Research Summary

AI Matches Orthopedic Surgeons in Diagnosing Distal Radius Fractures on Wrist Radiographs

Key Highlights:

  • AI-guided detection of distal radius fractures (DRFs) on wrist radiographs demonstrated diagnostic accuracy comparable to an experienced orthopedic surgeon.
  • On anteroposterior radiographs, the artificial intelligence (AI) achieved 95.9% accuracy, 92.0% sensitivity, and 98.5% specificity.
  • On lateral views, the AI attained 94.8% accuracy, with slightly lower sensitivity (89.8%) and high specificity (98.3%).

A retrospective study evaluated the performance of an artificial intelligence (AI) system, BoneView v2.5.1, in detecting distal radius fractures (DRFs) on plain wrist radiographs compared with an experienced orthopedic surgeon. Across all key performance metrics—accuracy, sensitivity, specificity, F1 score, and Cohen’s kappa—the AI model performed nearly identically to the human expert.

Distal radius fractures are among the most commonly encountered fractures in emergency and orthopedic care. Accurate diagnosis is critical, as delayed or missed detection can result in poor functional outcomes. Previous studies on AI-based detection lacked external validation, focused only on anteroposterior (AP) radiographs, or used limited datasets. This study was designed to address these gaps by employing a large, real-world dataset inclusive of both AP and lateral wrist views and directly comparing AI performance to that of an experienced clinician.
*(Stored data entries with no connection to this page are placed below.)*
// hfst-ol-cli: loading, lookup loop and output rendering for hfst-ol-lookup.

pub mod cli;

use std::io::{self, Write};
use std::path::{Path, PathBuf};

use anyhow::{Context, bail};
use hfst_ol::{Analysis, LoadOptions, LoadedTransducer, LookupError, Transducer};
use tracing::{debug, info, warn};

/// Environment variable naming the transducer when no path is given.
pub const TRANSDUCER_ENV: &str = "HFST_OL_TRANSDUCER";

/// Pick the transducer file: the explicit argument, else `$HFST_OL_TRANSDUCER`.
pub fn resolve_transducer_path(arg: Option<&Path>) -> anyhow::Result<PathBuf> {
    if let Some(path) = arg {
        return Ok(path.to_path_buf());
    }
    match std::env::var_os(TRANSDUCER_ENV) {
        Some(path) if !path.is_empty() => Ok(PathBuf::from(path)),
        _ => bail!("no transducer given: pass --transducer or set {TRANSDUCER_ENV}"),
    }
}

/// Read and load a transducer file.
pub fn load_transducer(path: &Path, options: LoadOptions) -> anyhow::Result<LoadedTransducer> {
    let data = std::fs::read(path).with_context(|| format!("failed to read {}", path.display()))?;
    let transducer = hfst_ol::load(&data, options)
        .with_context(|| format!("failed to load transducer {}", path.display()))?;
    info!(
        path = %path.display(),
        weighted = transducer.is_weighted(),
        symbols = transducer.alphabet().len(),
        "transducer ready"
    );
    Ok(transducer)
}

/// Write one analysis per line, then a blank line.
pub fn render_analyses<W: Write>(out: &mut W, analyses: &[Analysis]) -> io::Result<()> {
    for analysis in analyses {
        writeln!(out, "{analysis}")?;
    }
    writeln!(out)
}

/// Counts reported at the end of a session.
#[derive(Debug, Clone, Copy, Default, PartialEq, Eq)]
pub struct SessionStats {
    pub words: usize,
    /// Words with at least one analysis.
    pub analyzed: usize,
    /// Words that could not be tokenized.
    pub untokenizable: usize,
}

/// Look up every word, rendering results to `out`.
///
/// Words that cannot be tokenized are logged and skipped; a corrupt
/// transducer ends the session with an error.
pub fn run_session<T, I, W>(
    transducer: &T,
    words: I,
    echo: bool,
    out: &mut W,
) -> anyhow::Result<SessionStats>
where
    T: Transducer,
    I: IntoIterator<Item = io::Result<String>>,
    W: Write,
{
    let mut config = transducer.new_config();
    let mut stats = SessionStats::default();

    for word in words {
        let word = word.context("failed to read input")?;
        let word = word.trim();
        if word.is_empty() {
            continue;
        }
        stats.words += 1;
        if echo {
            writeln!(out, "{word}:")?;
        }

        match transducer.analyze_with(&mut config, word) {
            Ok(analyses) => {
                if !analyses.is_empty() {
                    stats.analyzed += 1;
                }
                render_analyses(out, &analyses)?;
            }
            Err(LookupError::Tokenization { word }) => {
                warn!(word, "cannot tokenize, skipping");
                stats.untokenizable += 1;
            }
            Err(err @ LookupError::Format(_)) => {
                return Err(err).with_context(|| format!("lookup of {word:?} failed"));
            }
        }
    }

    out.flush()?;
    debug!(
        words = stats.words,
        analyzed = stats.analyzed,
        untokenizable = stats.untokenizable,
        "session finished"
    );
    Ok(stats)
}

/// [`run_session`] over whichever kind of transducer was loaded.
pub fn run_loaded<I, W>(
    transducer: &LoadedTransducer,
    words: I,
    echo: bool,
    out: &mut W,
) -> anyhow::Result<SessionStats>
where
    I: IntoIterator<Item = io::Result<String>>,
    W: Write,
{
    match transducer {
        LoadedTransducer::Weighted(t) => run_session(t, words, echo, out),
        LoadedTransducer::Unweighted(t) => run_session(t, words, echo, out),
    }
}

#[cfg(test)]
#[path = "../../hfst-ol/tests/common/mod.rs"]
mod test_utils;
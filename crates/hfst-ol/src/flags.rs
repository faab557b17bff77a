// Flag diacritics: parsing `@OP.FEATURE[.VALUE]@` symbols, the per-operation
// check, and the copy-on-push state stack consulted during traversal.

use hashbrown::HashMap;

/// The six flag diacritic operators.
#[derive(Debug, Clone, Copy, PartialEq, Eq, Hash)]
pub enum FlagOp {
    /// `P`: set feature to value with positive polarity.
    PositiveSet,
    /// `N`: set feature to value with negative polarity.
    NegativeSet,
    /// `R`: require feature to be set (to value, if one is given).
    Require,
    /// `D`: disallow feature being set (to value, if one is given).
    Disallow,
    /// `C`: unset feature.
    Clear,
    /// `U`: unify feature with value.
    Unify,
}

impl FlagOp {
    pub fn from_letter(letter: &str) -> Option<Self> {
        Some(match letter {
            "P" => FlagOp::PositiveSet,
            "N" => FlagOp::NegativeSet,
            "R" => FlagOp::Require,
            "D" => FlagOp::Disallow,
            "C" => FlagOp::Clear,
            "U" => FlagOp::Unify,
            _ => return None,
        })
    }
}

/// Interned value id meaning "no value".
pub const EMPTY_VALUE: u16 = 0;

/// A parsed flag diacritic.
///
/// Feature and value names are interned per alphabet, so two operations refer
/// to the same value exactly when their ids are equal.
#[derive(Debug, Clone, Copy, PartialEq, Eq)]
pub struct FlagDiacriticOperation {
    pub op: FlagOp,
    pub feature: u16,
    pub value: u16,
}

/// The binding of one feature on the current path.
#[derive(Debug, Clone, Copy, PartialEq, Eq)]
pub struct FlagState {
    pub value: u16,
    pub positive: bool,
}

/// Outcome of checking one operation against the current binding.
#[derive(Debug, Clone, Copy, PartialEq, Eq)]
pub enum FlagCheckResult {
    /// The arc may not be taken.
    Reject,
    /// The arc may be taken; the binding is unchanged.
    Keep,
    /// The arc may be taken; the feature is rebound.
    Set(FlagState),
    /// The arc may be taken; the feature is unbound.
    Unset,
}

/// Check `op` against the feature's current binding (`None` = unbound).
///
/// An unbound feature counts as having the empty value.
pub fn check_flag(op: &FlagDiacriticOperation, current: Option<FlagState>) -> FlagCheckResult {
    let bound_value = current.map_or(EMPTY_VALUE, |s| s.value);
    let bound_positive_to = |value: u16| current == Some(FlagState { value, positive: true });

    match op.op {
        FlagOp::PositiveSet => FlagCheckResult::Set(FlagState {
            value: op.value,
            positive: true,
        }),
        FlagOp::NegativeSet => FlagCheckResult::Set(FlagState {
            value: op.value,
            positive: false,
        }),
        FlagOp::Require => {
            let ok = if op.value == EMPTY_VALUE {
                bound_value != EMPTY_VALUE
            } else {
                bound_positive_to(op.value)
            };
            if ok { FlagCheckResult::Keep } else { FlagCheckResult::Reject }
        }
        FlagOp::Disallow => {
            let ok = if op.value == EMPTY_VALUE {
                bound_value == EMPTY_VALUE
            } else {
                !bound_positive_to(op.value)
            };
            if ok { FlagCheckResult::Keep } else { FlagCheckResult::Reject }
        }
        FlagOp::Clear => FlagCheckResult::Unset,
        FlagOp::Unify => {
            let ok = match current {
                None => true,
                Some(s) if s.positive => s.value == op.value,
                Some(s) => s.value != op.value,
            };
            if ok {
                FlagCheckResult::Set(FlagState {
                    value: op.value,
                    positive: true,
                })
            } else {
                FlagCheckResult::Reject
            }
        }
    }
}

/// Stack of flag bindings, one frame per flag scope on the current path.
///
/// Frames are stored back to back in one vector (`feature_count` slots each);
/// entering a scope copies the top frame forward, leaving it truncates.
#[derive(Debug, Clone)]
pub struct FlagStack {
    feature_count: usize,
    frames: Vec<Option<FlagState>>,
}

impl FlagStack {
    pub fn new(feature_count: usize) -> Self {
        Self {
            feature_count,
            frames: vec![None; feature_count],
        }
    }

    /// Back to a single frame with every feature unbound.
    pub fn reset(&mut self) {
        self.frames.truncate(self.feature_count);
        self.frames.fill(None);
    }

    /// Number of frames, including the base frame.
    pub fn depth(&self) -> usize {
        if self.feature_count == 0 {
            // Frames carry no data; depth is tracked by the caller's balance.
            return 1;
        }
        self.frames.len() / self.feature_count
    }

    /// Bindings of the top frame, indexed by feature id.
    pub fn current(&self) -> &[Option<FlagState>] {
        &self.frames[self.frames.len() - self.feature_count..]
    }

    pub fn get(&self, feature: u16) -> Option<FlagState> {
        self.current().get(feature as usize).copied().flatten()
    }

    /// Apply `op`. On success a new frame is pushed and `true` returned; on
    /// failure the stack is left untouched.
    pub fn apply(&mut self, op: &FlagDiacriticOperation) -> bool {
        let result = check_flag(op, self.get(op.feature));
        if result == FlagCheckResult::Reject {
            return false;
        }
        let top = self.frames.len() - self.feature_count;
        self.frames.extend_from_within(top..);
        let slot = self.frames.len() - self.feature_count + op.feature as usize;
        match result {
            FlagCheckResult::Set(state) => self.frames[slot] = Some(state),
            FlagCheckResult::Unset => self.frames[slot] = None,
            FlagCheckResult::Keep | FlagCheckResult::Reject => {}
        }
        true
    }

    /// Leave the innermost scope entered by a successful [`apply`](Self::apply).
    pub fn pop(&mut self) {
        debug_assert!(self.frames.len() > self.feature_count, "popped base frame");
        self.frames.truncate(self.frames.len() - self.feature_count);
    }
}

/// Assigns feature and value ids while the alphabet is read.
///
/// Value id 0 is reserved for the empty value.
pub struct FlagDiacriticParser {
    features: HashMap<String, u16>,
    values: HashMap<String, u16>,
    feature_names: Vec<String>,
    value_names: Vec<String>,
}

impl Default for FlagDiacriticParser {
    fn default() -> Self {
        Self::new()
    }
}

impl FlagDiacriticParser {
    pub fn new() -> Self {
        let mut values = HashMap::new();
        values.insert(String::new(), EMPTY_VALUE);
        Self {
            features: HashMap::new(),
            values,
            feature_names: Vec::new(),
            value_names: vec![String::new()],
        }
    }

    pub fn feature_count(&self) -> usize {
        self.feature_names.len()
    }

    /// Parse `symbol` if it is a flag diacritic.
    ///
    /// A flag diacritic is longer than five characters, starts and ends with
    /// `@`, and has `.` as its third character. The inner text is split on the
    /// first two dots into operator, feature and (optional) value. Symbols
    /// that fit the outline but name an unknown operator are not flags.
    pub fn parse(&mut self, symbol: &str) -> Option<FlagDiacriticOperation> {
        if symbol.chars().count() <= 5
            || !symbol.starts_with('@')
            || !symbol.ends_with('@')
            || symbol.chars().nth(2) != Some('.')
        {
            return None;
        }

        let inner = &symbol[1..symbol.len() - 1];
        let mut parts = inner.splitn(3, '.');
        let op = FlagOp::from_letter(parts.next()?)?;
        let feature = parts.next()?;
        let value = parts.next().unwrap_or("");

        let feature = intern(&mut self.features, &mut self.feature_names, feature);
        let value = intern(&mut self.values, &mut self.value_names, value);
        Some(FlagDiacriticOperation { op, feature, value })
    }

    /// Feature and value name tables, indexed by id.
    pub fn into_names(self) -> (Vec<String>, Vec<String>) {
        (self.feature_names, self.value_names)
    }
}

fn intern(ids: &mut HashMap<String, u16>, names: &mut Vec<String>, name: &str) -> u16 {
    if let Some(&id) = ids.get(name) {
        return id;
    }
    let id = names.len() as u16;
    ids.insert(name.to_string(), id);
    names.push(name.to_string());
    id
}
// Binary image encoder for test transducers.
//
// Tables are written out record by record by each test; this only takes care
// of the header, alphabet and byte layout.
#![allow(dead_code)]

pub const NO: u16 = u16::MAX;
pub const NT: u32 = u32::MAX;
pub const S: u32 = 1 << 31;
pub const INF: f32 = u32::MAX as f32;

/// One transition table record.
#[derive(Debug, Clone, Copy)]
pub struct Tr {
    pub input: u16,
    pub output: u16,
    pub target: u32,
    pub weight: f32,
}

impl Tr {
    pub fn arc(input: u16, output: u16, target: u32, weight: f32) -> Self {
        Self {
            input,
            output,
            target,
            weight,
        }
    }

    /// Finality marker of a final state. Unweighted images drop the weight.
    pub fn final_marker(weight: f32) -> Self {
        Self::arc(NO, NO, 1, weight)
    }

    /// Finality marker of a non-final state.
    pub fn marker() -> Self {
        Self::arc(NO, NO, NT, INF)
    }

    /// End of the transition table.
    pub fn terminator() -> Self {
        Self::marker()
    }
}

pub struct FixtureBuilder {
    weighted: bool,
    symbols: Vec<String>,
    input_symbol_count: u16,
    indices: Vec<(u16, u32)>,
    transitions: Vec<Tr>,
    index_table_size: Option<u32>,
    transition_table_size: Option<u32>,
    unweighted_epsilon_cycles: bool,
    container: Option<Vec<(String, String)>>,
    trailing: Vec<u8>,
}

impl FixtureBuilder {
    fn new(weighted: bool, symbols: &[&str], input_symbol_count: u16) -> Self {
        Self {
            weighted,
            symbols: symbols.iter().map(|s| s.to_string()).collect(),
            input_symbol_count,
            indices: Vec::new(),
            transitions: Vec::new(),
            index_table_size: None,
            transition_table_size: None,
            unweighted_epsilon_cycles: false,
            container: None,
            trailing: Vec::new(),
        }
    }

    pub fn weighted(symbols: &[&str], input_symbol_count: u16) -> Self {
        Self::new(true, symbols, input_symbol_count)
    }

    pub fn unweighted(symbols: &[&str], input_symbol_count: u16) -> Self {
        Self::new(false, symbols, input_symbol_count)
    }

    pub fn index(mut self, input: u16, target: u32) -> Self {
        self.indices.push((input, target));
        self
    }

    /// `count` empty index records.
    pub fn empty_indices(mut self, count: usize) -> Self {
        for _ in 0..count {
            self.indices.push((NO, NT));
        }
        self
    }

    pub fn transition(mut self, tr: Tr) -> Self {
        self.transitions.push(tr);
        self
    }

    /// Declare an index table size other than the number of records written.
    pub fn index_table_size(mut self, size: u32) -> Self {
        self.index_table_size = Some(size);
        self
    }

    /// Declare a transition table size other than the number of records written.
    pub fn transition_table_size(mut self, size: u32) -> Self {
        self.transition_table_size = Some(size);
        self
    }

    pub fn unweighted_epsilon_cycles(mut self) -> Self {
        self.unweighted_epsilon_cycles = true;
        self
    }

    /// Prefix the image with an HFST3 container header.
    pub fn container(mut self, properties: &[(&str, &str)]) -> Self {
        self.container = Some(
            properties
                .iter()
                .map(|(k, v)| (k.to_string(), v.to_string()))
                .collect(),
        );
        self
    }

    pub fn trailing(mut self, bytes: &[u8]) -> Self {
        self.trailing.extend_from_slice(bytes);
        self
    }

    pub fn build(&self) -> Vec<u8> {
        let mut buf = Vec::new();

        if let Some(properties) = &self.container {
            let mut body = Vec::new();
            for (k, v) in properties {
                body.extend_from_slice(k.as_bytes());
                body.push(0);
                body.extend_from_slice(v.as_bytes());
                body.push(0);
            }
            buf.extend_from_slice(b"HFST\0");
            buf.extend_from_slice(&(body.len() as u16).to_le_bytes());
            buf.push(0);
            buf.extend_from_slice(&body);
        }

        buf.extend_from_slice(&self.input_symbol_count.to_le_bytes());
        buf.extend_from_slice(&(self.symbols.len() as u16).to_le_bytes());
        let index_size = self.index_table_size.unwrap_or(self.indices.len() as u32);
        let transition_size = self
            .transition_table_size
            .unwrap_or(self.transitions.len() as u32);
        buf.extend_from_slice(&index_size.to_le_bytes());
        buf.extend_from_slice(&transition_size.to_le_bytes());
        // State and transition counts are informational.
        buf.extend_from_slice(&0u32.to_le_bytes());
        buf.extend_from_slice(&(self.transitions.len() as u32).to_le_bytes());

        let flags = [
            self.weighted,
            false,
            false,
            false,
            self.unweighted_epsilon_cycles,
            false,
            true,
            self.unweighted_epsilon_cycles,
            self.unweighted_epsilon_cycles,
        ];
        for flag in flags {
            buf.extend_from_slice(&u32::from(flag).to_le_bytes());
        }

        for symbol in &self.symbols {
            buf.extend_from_slice(symbol.as_bytes());
            buf.push(0);
        }

        for &(input, target) in &self.indices {
            buf.extend_from_slice(&input.to_le_bytes());
            buf.extend_from_slice(&target.to_le_bytes());
        }

        for tr in &self.transitions {
            buf.extend_from_slice(&tr.input.to_le_bytes());
            buf.extend_from_slice(&tr.output.to_le_bytes());
            buf.extend_from_slice(&tr.target.to_le_bytes());
            if self.weighted {
                buf.extend_from_slice(&tr.weight.to_le_bytes());
            }
        }

        buf.extend_from_slice(&self.trailing);
        buf
    }
}

/// Weighted `cat` lexicon: `cat` -> `cat+N` with weight 1.5.
pub fn weighted_cat() -> FixtureBuilder {
    FixtureBuilder::weighted(&["", "c", "a", "t", "+N"], 4)
        .empty_indices(2)
        .index(1, S)
        .empty_indices(2)
        .transition(Tr::arc(1, 1, S + 1, 0.0))
        .transition(Tr::marker())
        .transition(Tr::arc(2, 2, S + 3, 0.5))
        .transition(Tr::marker())
        .transition(Tr::arc(3, 3, S + 5, 0.0))
        .transition(Tr::marker())
        .transition(Tr::arc(0, 4, S + 7, 1.0))
        .transition(Tr::final_marker(0.0))
        .transition(Tr::terminator())
}

/// Unweighted epsilon loop guarded by `@D.SEEN.1@` then `@P.SEEN.1@`:
/// `a` -> `a#x`.
pub fn unweighted_flag_loop() -> FixtureBuilder {
    FixtureBuilder::unweighted(&["", "a", "@P.SEEN.1@", "@D.SEEN.1@", "x"], 4)
        .empty_indices(2)
        .index(1, S)
        .empty_indices(2)
        .transition(Tr::arc(1, 1, S + 1, 0.0))
        .transition(Tr::marker())
        .transition(Tr::arc(3, 3, S + 3, 0.0))
        .transition(Tr::marker())
        .transition(Tr::arc(2, 2, S + 1, 0.0))
        .transition(Tr::arc(0, 4, S + 6, 0.0))
        .transition(Tr::final_marker(0.0))
        .transition(Tr::terminator())
}

/// Unweighted `ab` where the case set after `a` decides the tag after `b`:
/// `ab` -> `a+Nomb+Req`, `a+Genb+Dis`.
pub fn unweighted_require_disallow() -> FixtureBuilder {
    FixtureBuilder::unweighted(
        &[
            "",
            "a",
            "b",
            "@P.CASE.NOM@",
            "@P.CASE.GEN@",
            "@R.CASE.NOM@",
            "@D.CASE.NOM@",
            "+Nom",
            "+Gen",
            "+Req",
            "+Dis",
        ],
        7,
    )
    .empty_indices(2)
    .index(1, S)
    .empty_indices(5)
    .transition(Tr::arc(1, 1, S + 1, 0.0))
    .transition(Tr::marker())
    .transition(Tr::arc(3, 7, S + 4, 0.0))
    .transition(Tr::arc(4, 8, S + 4, 0.0))
    .transition(Tr::marker())
    .transition(Tr::arc(2, 2, S + 6, 0.0))
    .transition(Tr::marker())
    .transition(Tr::arc(5, 9, S + 9, 0.0))
    .transition(Tr::arc(6, 10, S + 9, 0.0))
    .transition(Tr::final_marker(0.0))
    .transition(Tr::terminator())
}

/// Weighted start state held in the index table with an epsilon slot:
/// `a` -> `+Xa` (0.875), `a` (1.125).
pub fn weighted_index_epsilon() -> FixtureBuilder {
    FixtureBuilder::weighted(&["", "a", "+X"], 2)
        .empty_indices(1)
        .index(0, S)
        .index(1, S + 6)
        .transition(Tr::arc(0, 2, S + 2, 0.5))
        .transition(Tr::terminator())
        .transition(Tr::marker())
        .transition(Tr::arc(1, 1, S + 4, 0.25))
        .transition(Tr::final_marker(0.125))
        .transition(Tr::terminator())
        .transition(Tr::arc(1, 1, S + 4, 1.0))
        .transition(Tr::terminator())
}

/// Unweighted `a` through Negative-set, Unify and Clear on one feature:
/// `a` -> `a+Neg+Y##+X`. Each `+Bad` arc is blocked by a failing unify.
pub fn unweighted_unify_clear() -> FixtureBuilder {
    FixtureBuilder::unweighted(
        &[
            "",
            "a",
            "@N.FF.X@",
            "@U.FF.X@",
            "@U.FF.Y@",
            "@C.FF@",
            "@P.FF.X@",
            "+Neg",
            "+Y",
            "+X",
            "+Bad",
        ],
        7,
    )
    .empty_indices(2)
    .index(1, S)
    .empty_indices(5)
    .transition(Tr::arc(1, 1, S + 1, 0.0))
    .transition(Tr::marker())
    .transition(Tr::arc(2, 7, S + 3, 0.0))
    // t3: FF is negatively bound to X.
    .transition(Tr::marker())
    .transition(Tr::arc(3, 10, S + 6, 0.0))
    .transition(Tr::arc(4, 8, S + 6, 0.0))
    // t6: FF is positively bound to Y.
    .transition(Tr::marker())
    .transition(Tr::arc(5, 5, S + 8, 0.0))
    .transition(Tr::marker())
    .transition(Tr::arc(6, 6, S + 10, 0.0))
    // t10: FF is positively bound to X.
    .transition(Tr::marker())
    .transition(Tr::arc(3, 9, S + 13, 0.0))
    .transition(Tr::arc(4, 10, S + 13, 0.0))
    .transition(Tr::final_marker(0.0))
    .transition(Tr::terminator())
}
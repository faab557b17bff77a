// Weighted transducers: f32 arc weights summed along the path.

use crate::FormatError;
use crate::INFINITE_WEIGHT;
use crate::lookup::OlTransducer;
use crate::reader::ByteReader;
use crate::transition::Weight;

/// Weighted optimized-lookup transducer (`HFST_OLW`).
pub type WeightedTransducer = OlTransducer<f32>;

/// Whether `weight` is the "infinite weight" sentinel.
///
/// The sentinel is written as the bit pattern `0xFFFFFFFF`, which some
/// writers instead store as the float value 2^32; true infinities count too.
#[inline]
pub fn is_infinite_weight(weight: f32) -> bool {
    weight.to_bits() == u32::MAX || weight == INFINITE_WEIGHT || weight.is_infinite()
}

impl Weight for f32 {
    const WEIGHTED: bool = true;
    const TRANSITION_RECORD_SIZE: usize = 12;

    #[inline]
    fn read(reader: &mut ByteReader<'_>) -> Result<Self, FormatError> {
        reader.read_f32()
    }

    /// The target field holds the final weight's bit pattern.
    #[inline]
    fn index_final_weight(target: u32) -> Option<Self> {
        let weight = f32::from_bits(target);
        (!is_infinite_weight(weight)).then_some(weight)
    }

    #[inline]
    fn transition_final_weight(_target: u32, weight: Self) -> Option<Self> {
        (!is_infinite_weight(weight)).then_some(weight)
    }

    #[inline]
    fn reported(self) -> Option<f32> {
        Some(self)
    }
}
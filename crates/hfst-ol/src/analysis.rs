use std::fmt;

/// One lookup result.
#[derive(Debug, Clone, PartialEq)]
pub struct Analysis {
    /// Concatenated display strings of the path's output symbols.
    pub output: String,
    /// Path weight plus final weight. Always `Some` for weighted
    /// transducers and `None` for unweighted ones.
    pub weight: Option<f32>,
}

impl Analysis {
    pub fn new(output: String, weight: Option<f32>) -> Self {
        Self { output, weight }
    }
}

/// Renders `output`, or `output<TAB>weight` when weighted.
impl fmt::Display for Analysis {
    fn fmt(&self, f: &mut fmt::Formatter<'_>) -> fmt::Result {
        match self.weight {
            Some(weight) => write!(f, "{}\t{}", self.output, weight),
            None => f.write_str(&self.output),
        }
    }
}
Researchers retrospectively analyzed 1145 wrist radiographs acquired between September 11, 2023, and September 10, 2024, at a single institution following the implementation of AI-assisted diagnosis. Radiographs included both AP (n = 556) and lateral views (n = 589), with DRFs confirmed by board-certified radiologist reports. An experienced orthopedic surgeon blinded to the AI results and patient data independently evaluated all radiographs. The AI system categorized radiographs based on a confidence threshold, and statistical comparisons were made between AI predictions and the ground truth using metrics such as sensitivity, specificity, accuracy, and Cohen’s kappa.

data from study

Among AP radiographs, 40.5% revealed a DRF, while 40.7% of lateral views did as well. On AP views, the AI system achieved 95.9% accuracy, 92.0% sensitivity, 98.5% specificity, F1 score of 0.947, and a Cohen’s kappa of 0.913. In comparison, the orthopedic surgeon achieved 94.9% accuracy, 89.7% sensitivity, 98.5% specificity, F1 score of 0.935, and a kappa of 0.894. Similar trends were observed for lateral views, with AI demonstrating 94.8% accuracy and the orthopedic surgeon reaching 96.1%. The Youden Index also supported a high diagnostic value for both raters (AI: 90.5 on AP; orthopedic surgeon: 90.6 on lateral).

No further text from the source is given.